Hij en z’n assistent, een leerlingmonteur van een jaar of 16, werkten aan het fornuis van een Trappistenklooster ergens in Brabant. De Trappisten waren nogal zwijgzaam, want ze mochten niet spreken. Dat was zo afgesproken. Alleen de keukenbroeder had op de dag dat de monteurs kwamen ontheffing van zijn zwijgplicht en had, waarschijnlijk dientengevolge, want hij praatte ze de oren van het hoofd, een goeie, om niet te zeggen, jólige bui!

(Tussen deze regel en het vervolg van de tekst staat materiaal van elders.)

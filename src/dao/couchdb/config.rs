use std::time::Duration;

use super::error::{CouchDaoError, CouchResult};

/// Server-side wait of a `_changes` long-poll before it returns empty.
pub const DEFAULT_CHANGES_TIMEOUT: Duration = Duration::from_secs(25);
/// Upper bound for establishing a connection to the server.
pub const DEFAULT_CONNECT_TIMEOUT: Duration = Duration::from_secs(5);

/// Where the chat database lives and how to talk to it.
#[derive(Debug, Clone)]
pub struct CouchConfig {
    /// Server root, e.g. `http://localhost:5984`.
    pub base_url: String,
    /// Database holding chat, presence and cache documents.
    pub database: String,
    pub username: Option<String>,
    pub password: Option<String>,
    /// Long-poll duration of the room change feed.
    pub changes_timeout: Duration,
    pub connect_timeout: Duration,
}

impl CouchConfig {
    pub fn new(base_url: impl Into<String>, database: impl Into<String>) -> Self {
        Self {
            base_url: base_url.into(),
            database: database.into(),
            username: None,
            password: None,
            changes_timeout: DEFAULT_CHANGES_TIMEOUT,
            connect_timeout: DEFAULT_CONNECT_TIMEOUT,
        }
    }

    /// Attach basic-auth credentials.
    pub fn with_credentials(
        mut self,
        username: impl Into<String>,
        password: impl Into<String>,
    ) -> Self {
        self.username = Some(username.into());
        self.password = Some(password.into());
        self
    }

    /// Read `COUCH_BASE_URL`, `COUCH_DB`, the optional `COUCH_USERNAME` /
    /// `COUCH_PASSWORD` pair and `COUCH_CHANGES_TIMEOUT_SECS`.
    pub fn from_env() -> CouchResult<Self> {
        Self::from_lookup(|name| std::env::var(name).ok())
    }

    fn from_lookup(lookup: impl Fn(&'static str) -> Option<String>) -> CouchResult<Self> {
        let required = |var: &'static str| {
            lookup(var)
                .filter(|value| !value.trim().is_empty())
                .ok_or(CouchDaoError::MissingEnvVar { var })
        };

        let mut config = Self::new(required("COUCH_BASE_URL")?, required("COUCH_DB")?);

        if let (Some(username), Some(password)) = (lookup("COUCH_USERNAME"), lookup("COUCH_PASSWORD")) {
            config = config.with_credentials(username, password);
        }

        if let Some(raw) = lookup("COUCH_CHANGES_TIMEOUT_SECS") {
            let secs = raw
                .trim()
                .parse::<u64>()
                .ok()
                .filter(|secs| *secs > 0)
                .ok_or(CouchDaoError::InvalidEnvVar {
                    var: "COUCH_CHANGES_TIMEOUT_SECS",
                    value: raw.clone(),
                })?;
            config.changes_timeout = Duration::from_secs(secs);
        }

        Ok(config)
    }
}

#[cfg(test)]
mod tests {
    use std::collections::HashMap;

    use super::*;

    fn lookup(pairs: &[(&'static str, &str)]) -> impl Fn(&'static str) -> Option<String> {
        let vars: HashMap<&'static str, String> =
            pairs.iter().map(|(k, v)| (*k, v.to_string())).collect();
        move |name| vars.get(name).cloned()
    }

    #[test]
    fn requires_url_and_database() {
        let err = CouchConfig::from_lookup(lookup(&[("COUCH_BASE_URL", "http://couch:5984")]))
            .unwrap_err();
        assert!(matches!(err, CouchDaoError::MissingEnvVar { var: "COUCH_DB" }));
    }

    #[test]
    fn reads_credentials_and_timeout() {
        let config = CouchConfig::from_lookup(lookup(&[
            ("COUCH_BASE_URL", "http://couch:5984"),
            ("COUCH_DB", "live_match"),
            ("COUCH_USERNAME", "admin"),
            ("COUCH_PASSWORD", "secret"),
            ("COUCH_CHANGES_TIMEOUT_SECS", "10"),
        ]))
        .unwrap();
        assert_eq!(config.database, "live_match");
        assert_eq!(config.username.as_deref(), Some("admin"));
        assert_eq!(config.changes_timeout, Duration::from_secs(10));
        assert_eq!(config.connect_timeout, DEFAULT_CONNECT_TIMEOUT);
    }

    #[test]
    fn rejects_a_zero_timeout() {
        let err = CouchConfig::from_lookup(lookup(&[
            ("COUCH_BASE_URL", "http://couch:5984"),
            ("COUCH_DB", "live_match"),
            ("COUCH_CHANGES_TIMEOUT_SECS", "0"),
        ]))
        .unwrap_err();
        assert!(matches!(err, CouchDaoError::InvalidEnvVar { .. }));
    }
}
use std::time::SystemTime;
use time::{OffsetDateTime, format_description::well_known::Rfc3339};

pub mod chat;
pub mod fixture;
pub mod health;
pub mod presence;
pub mod sse;
pub mod validation;

fn format_system_time(time: SystemTime) -> String {
    format_datetime(OffsetDateTime::from(time))
}

fn format_datetime(time: OffsetDateTime) -> String {
    time.format(&Rfc3339)
        .unwrap_or_else(|_| "invalid-timestamp".into())
}
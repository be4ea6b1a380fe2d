//! Library crate for live-match-companion, exposing modules for binaries and tests.

pub mod cache;
pub mod config;
pub mod dao;
pub mod dto;
pub mod error;
pub mod provider;
pub mod routes;
pub mod services;
pub mod state;
//! Upstream fixture-data provider: HTTP client plus per-endpoint adapters.

pub mod adapter;
mod client;
mod raw;

use std::fmt;

use futures::future::BoxFuture;
use reqwest::StatusCode;
use serde_json::Value;
use thiserror::Error;

pub use client::ApiFootballClient;

/// Endpoints consumed from the provider.
#[derive(Debug, Clone, Copy, PartialEq, Eq, Hash)]
pub enum Endpoint {
    Fixture,
    Events,
    Statistics,
    Lineups,
}

impl Endpoint {
    /// Path relative to the provider base URL.
    pub fn path(self) -> &'static str {
        match self {
            Endpoint::Fixture => "fixtures",
            Endpoint::Events => "fixtures/events",
            Endpoint::Statistics => "fixtures/statistics",
            Endpoint::Lineups => "fixtures/lineups",
        }
    }

    /// Query parameter carrying the fixture id.
    pub fn id_param(self) -> &'static str {
        match self {
            Endpoint::Fixture => "id",
            _ => "fixture",
        }
    }

    /// Cache key of this endpoint for one fixture.
    pub fn cache_key(self, fixture_id: u64) -> String {
        format!("{}:{}", self.path(), fixture_id)
    }
}

impl fmt::Display for Endpoint {
    fn fmt(&self, f: &mut fmt::Formatter<'_>) -> fmt::Result {
        f.write_str(self.path())
    }
}

/// Failures talking to the provider.
#[derive(Debug, Error)]
pub enum ProviderError {
    #[error("failed to build provider client")]
    ClientBuilder {
        #[source]
        source: reqwest::Error,
    },
    #[error("request to `{endpoint}` failed")]
    Request {
        endpoint: Endpoint,
        #[source]
        source: reqwest::Error,
    },
    #[error("provider answered {status} for `{endpoint}`")]
    Status {
        endpoint: Endpoint,
        status: StatusCode,
    },
    #[error("undecodable provider payload for `{endpoint}`")]
    Decode {
        endpoint: Endpoint,
        #[source]
        source: reqwest::Error,
    },
    #[error("provider rejected `{endpoint}`: {message}")]
    Rejected { endpoint: Endpoint, message: String },
}

/// Read-only source of fixture data. Implementations return the untyped
/// `response` array; an empty array means "no data".
pub trait FixtureProvider: Send + Sync {
    fn fetch(
        &self,
        endpoint: Endpoint,
        fixture_id: u64,
    ) -> BoxFuture<'static, Result<Vec<Value>, ProviderError>>;
}
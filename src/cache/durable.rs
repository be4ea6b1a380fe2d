use std::sync::Arc;

use dashmap::DashMap;
use futures::future::BoxFuture;

use crate::dao::storage::StorageResult;

/// Slow, persistent tier of the [`TtlCache`](super::TtlCache): plain strings
/// keyed by an already namespaced key.
pub trait DurableCache: Send + Sync {
    fn get(&self, key: &str) -> BoxFuture<'static, StorageResult<Option<String>>>;
    fn set(&self, key: &str, value: String) -> BoxFuture<'static, StorageResult<()>>;
    fn remove(&self, key: &str) -> BoxFuture<'static, StorageResult<()>>;
}

/// Process-local durable tier, used when no database is configured and in tests.
#[derive(Clone, Default)]
pub struct MemoryDurableCache {
    entries: Arc<DashMap<String, String>>,
}

impl MemoryDurableCache {
    pub fn new() -> Self {
        Self::default()
    }
}

impl DurableCache for MemoryDurableCache {
    fn get(&self, key: &str) -> BoxFuture<'static, StorageResult<Option<String>>> {
        let value = self.entries.get(key).map(|entry| entry.value().clone());
        Box::pin(async move { Ok(value) })
    }

    fn set(&self, key: &str, value: String) -> BoxFuture<'static, StorageResult<()>> {
        self.entries.insert(key.to_string(), value);
        Box::pin(async { Ok(()) })
    }

    fn remove(&self, key: &str) -> BoxFuture<'static, StorageResult<()>> {
        self.entries.remove(key);
        Box::pin(async { Ok(()) })
    }
}
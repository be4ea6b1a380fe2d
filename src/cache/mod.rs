//! Two-tier read-through cache with request coalescing.
//!
//! The memory tier answers synchronously; the durable tier survives restarts.
//! Concurrent [`TtlCache::get_or_fetch`] calls for the same key share one
//! upstream fetch, and failed fetches are never cached.

mod durable;

use std::{
    error::Error as StdError,
    future::Future,
    sync::Arc,
    time::{Duration, SystemTime},
};

use dashmap::{DashMap, mapref::entry::Entry};
use futures::{
    FutureExt,
    future::{BoxFuture, Shared},
};
use serde::{Deserialize, Serialize, de::DeserializeOwned};
use serde_json::Value;
use thiserror::Error;
use tokio::time::timeout;
use tracing::{debug, warn};

pub use self::durable::{DurableCache, MemoryDurableCache};

/// Upper bound for a single upstream fetch.
pub const DEFAULT_FETCH_TIMEOUT: Duration = Duration::from_secs(12);

/// Failure shared by every caller coalesced onto one fetch.
#[derive(Debug, Clone, Error)]
pub enum CacheError {
    /// The upstream fetch did not settle within the cache's fetch timeout.
    #[error("fetch for `{key}` timed out after {timeout:?}")]
    Timeout { key: String, timeout: Duration },
    /// The upstream fetch returned an error.
    #[error("fetch for `{key}` failed: {source}")]
    Fetch {
        key: String,
        #[source]
        source: Arc<dyn StdError + Send + Sync>,
    },
    /// A cached value did not decode into the requested type.
    #[error("cached value for `{key}` could not be converted")]
    Codec {
        key: String,
        #[source]
        source: Arc<serde_json::Error>,
    },
}

/// Cached value together with the instant it was written.
#[derive(Debug, Clone, Serialize, Deserialize)]
struct CacheEntry {
    value: Value,
    updated_at: SystemTime,
}

impl CacheEntry {
    fn new(value: Value) -> Self {
        Self {
            value,
            updated_at: SystemTime::now(),
        }
    }

    fn is_fresh(&self, ttl: Duration) -> bool {
        match SystemTime::now().duration_since(self.updated_at) {
            Ok(age) => age < ttl,
            // Written "in the future" by a skewed clock; treat as just written.
            Err(_) => true,
        }
    }
}

type SharedFetch = Shared<BoxFuture<'static, Result<Option<Value>, CacheError>>>;

struct Inner {
    memory: DashMap<String, CacheEntry>,
    in_flight: DashMap<String, SharedFetch>,
    durable: Arc<dyn DurableCache>,
    namespace: String,
    fetch_timeout: Duration,
}

/// Cheaply cloneable handle to one cache instance, built once at startup.
#[derive(Clone)]
pub struct TtlCache {
    inner: Arc<Inner>,
}

impl TtlCache {
    /// Cache backed by `durable`, with keys prefixed by `namespace` and each
    /// upstream fetch bounded by `fetch_timeout`.
    pub fn new(
        durable: Arc<dyn DurableCache>,
        namespace: impl Into<String>,
        fetch_timeout: Duration,
    ) -> Self {
        Self {
            inner: Arc::new(Inner {
                memory: DashMap::new(),
                in_flight: DashMap::new(),
                durable,
                namespace: namespace.into(),
                fetch_timeout,
            }),
        }
    }

    /// In-memory cache over a process-local durable tier.
    pub fn in_memory(namespace: impl Into<String>) -> Self {
        Self::new(
            Arc::new(MemoryDurableCache::new()),
            namespace,
            DEFAULT_FETCH_TIMEOUT,
        )
    }

    fn durable_key(&self, key: &str) -> String {
        format!("{}::{}", self.inner.namespace, key)
    }

    /// Fresh value from the memory tier only.
    pub fn get<T: DeserializeOwned>(&self, key: &str, ttl: Duration) -> Option<T> {
        let value = self.memory_value(key, ttl)?;
        serde_json::from_value(value).ok()
    }

    /// Fresh value from memory, falling back to the durable tier. Durable hits
    /// are promoted into memory.
    pub async fn get_async<T: DeserializeOwned>(&self, key: &str, ttl: Duration) -> Option<T> {
        if let Some(value) = self.get(key, ttl) {
            return Some(value);
        }
        let value = self.durable_value(key, ttl).await?;
        serde_json::from_value(value).ok()
    }

    /// Write both tiers. Durable failures are logged and otherwise ignored.
    pub async fn set<T: Serialize>(&self, key: &str, value: &T) {
        match serde_json::to_value(value) {
            Ok(value) => self.store(key, value).await,
            Err(err) => warn!(key, error = %err, "cannot serialize cache value; skipping"),
        }
    }

    /// Drop a key from both tiers.
    pub async fn invalidate(&self, key: &str) {
        self.inner.memory.remove(key);
        if let Err(err) = self.inner.durable.remove(&self.durable_key(key)).await {
            warn!(key, error = %err, "durable cache remove failed");
        }
    }

    /// Read-through lookup.
    ///
    /// A fresh memory hit returns immediately. Otherwise callers join the fetch
    /// already in flight for `key`, or start one that consults the durable tier
    /// and then runs `fetcher` under the fetch timeout. Only successful `Some`
    /// results are cached; errors reach every joined caller and the next call
    /// retries.
    pub async fn get_or_fetch<T, E, F, Fut>(
        &self,
        key: &str,
        ttl: Duration,
        fetcher: F,
    ) -> Result<Option<T>, CacheError>
    where
        T: Serialize + DeserializeOwned + Send + 'static,
        E: StdError + Send + Sync + 'static,
        F: FnOnce() -> Fut,
        Fut: Future<Output = Result<Option<T>, E>> + Send + 'static,
    {
        if let Some(value) = self.get(key, ttl) {
            return Ok(Some(value));
        }

        let shared = match self.inner.in_flight.entry(key.to_string()) {
            Entry::Occupied(entry) => {
                debug!(key, "joining in-flight fetch");
                entry.get().clone()
            }
            Entry::Vacant(entry) => {
                let fetch = fetcher();
                let cache = self.clone();
                let owned_key = key.to_string();
                let shared = async move {
                    let outcome = cache.resolve(&owned_key, ttl, fetch).await;
                    cache.inner.in_flight.remove(&owned_key);
                    outcome
                }
                .boxed()
                .shared();
                entry.insert(shared.clone());
                shared
            }
        };

        match shared.await? {
            Some(value) => serde_json::from_value(value)
                .map(Some)
                .map_err(|source| CacheError::Codec {
                    key: key.to_string(),
                    source: Arc::new(source),
                }),
            None => Ok(None),
        }
    }

    async fn resolve<T, E, Fut>(
        &self,
        key: &str,
        ttl: Duration,
        fetch: Fut,
    ) -> Result<Option<Value>, CacheError>
    where
        T: Serialize,
        E: StdError + Send + Sync + 'static,
        Fut: Future<Output = Result<Option<T>, E>>,
    {
        if let Some(value) = self.durable_value(key, ttl).await {
            return Ok(Some(value));
        }

        let fetched = timeout(self.inner.fetch_timeout, fetch)
            .await
            .map_err(|_| CacheError::Timeout {
                key: key.to_string(),
                timeout: self.inner.fetch_timeout,
            })?
            .map_err(|source| CacheError::Fetch {
                key: key.to_string(),
                source: Arc::new(source),
            })?;

        let Some(fetched) = fetched else {
            return Ok(None);
        };

        let value = serde_json::to_value(&fetched).map_err(|source| CacheError::Codec {
            key: key.to_string(),
            source: Arc::new(source),
        })?;
        self.store(key, value.clone()).await;
        Ok(Some(value))
    }

    fn memory_value(&self, key: &str, ttl: Duration) -> Option<Value> {
        let entry = self.inner.memory.get(key)?;
        entry.is_fresh(ttl).then(|| entry.value.clone())
    }

    async fn durable_value(&self, key: &str, ttl: Duration) -> Option<Value> {
        let raw = match self.inner.durable.get(&self.durable_key(key)).await {
            Ok(raw) => raw?,
            Err(err) => {
                warn!(key, error = %err, "durable cache read failed");
                return None;
            }
        };

        let entry = match serde_json::from_str::<CacheEntry>(&raw) {
            Ok(entry) => entry,
            Err(err) => {
                warn!(key, error = %err, "discarding unreadable durable cache entry");
                return None;
            }
        };

        if !entry.is_fresh(ttl) {
            return None;
        }
        let value = entry.value.clone();
        self.inner.memory.insert(key.to_string(), entry);
        Some(value)
    }

    async fn store(&self, key: &str, value: Value) {
        let entry = CacheEntry::new(value);
        let serialized = serde_json::to_string(&entry);
        self.inner.memory.insert(key.to_string(), entry);

        let serialized = match serialized {
            Ok(serialized) => serialized,
            Err(err) => {
                warn!(key, error = %err, "cannot encode durable cache entry");
                return;
            }
        };
        if let Err(err) = self
            .inner
            .durable
            .set(&self.durable_key(key), serialized)
            .await
        {
            warn!(key, error = %err, "durable cache write failed; keeping memory copy only");
        }
    }
}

De monteurs gebruikten voor hun werk, waarbij wel eens iets losgetikt moest worden, geen gewone hamers, maar hadden ter voorkoming van beschadigingen daar speciale rubberen hamertjes voor. Er lag er een op het aanrecht en de broeder gaf de jongste monteur, die in gebogen houding aan het werk was, daar een tik mee op z’n achterhoofd. Zoals gezegd: een jolig tikje.

De jongen ging gestrekt en was enige tijd buiten bewustzijn. De broeder schrok zich wezenloos natuurlijk. Een dergelijk misbruik van een jeugdig persoon was uiteraard niet goed te praten en hij wist niet wat hij moest doen om het weer goed te maken. De monteur was heel snel weer bij de pinken, maar mijn oom vertelde, dat ze het de hele verdere dag fantástisch hebben gehad daar. Vooral van eten en drinken…….


Onfortuinlijk……

‘k Las, dat er voor de herdenking van de moord op Pim Fortuyn, alweer acht jaar geleden, relatief weinig belangstelling was. Zo gaat dat dus. Want waar is ondertussen zijn “gedachtegoed” gebleven? Dat woord was toch zeer verbonden met de naam Fortuyn.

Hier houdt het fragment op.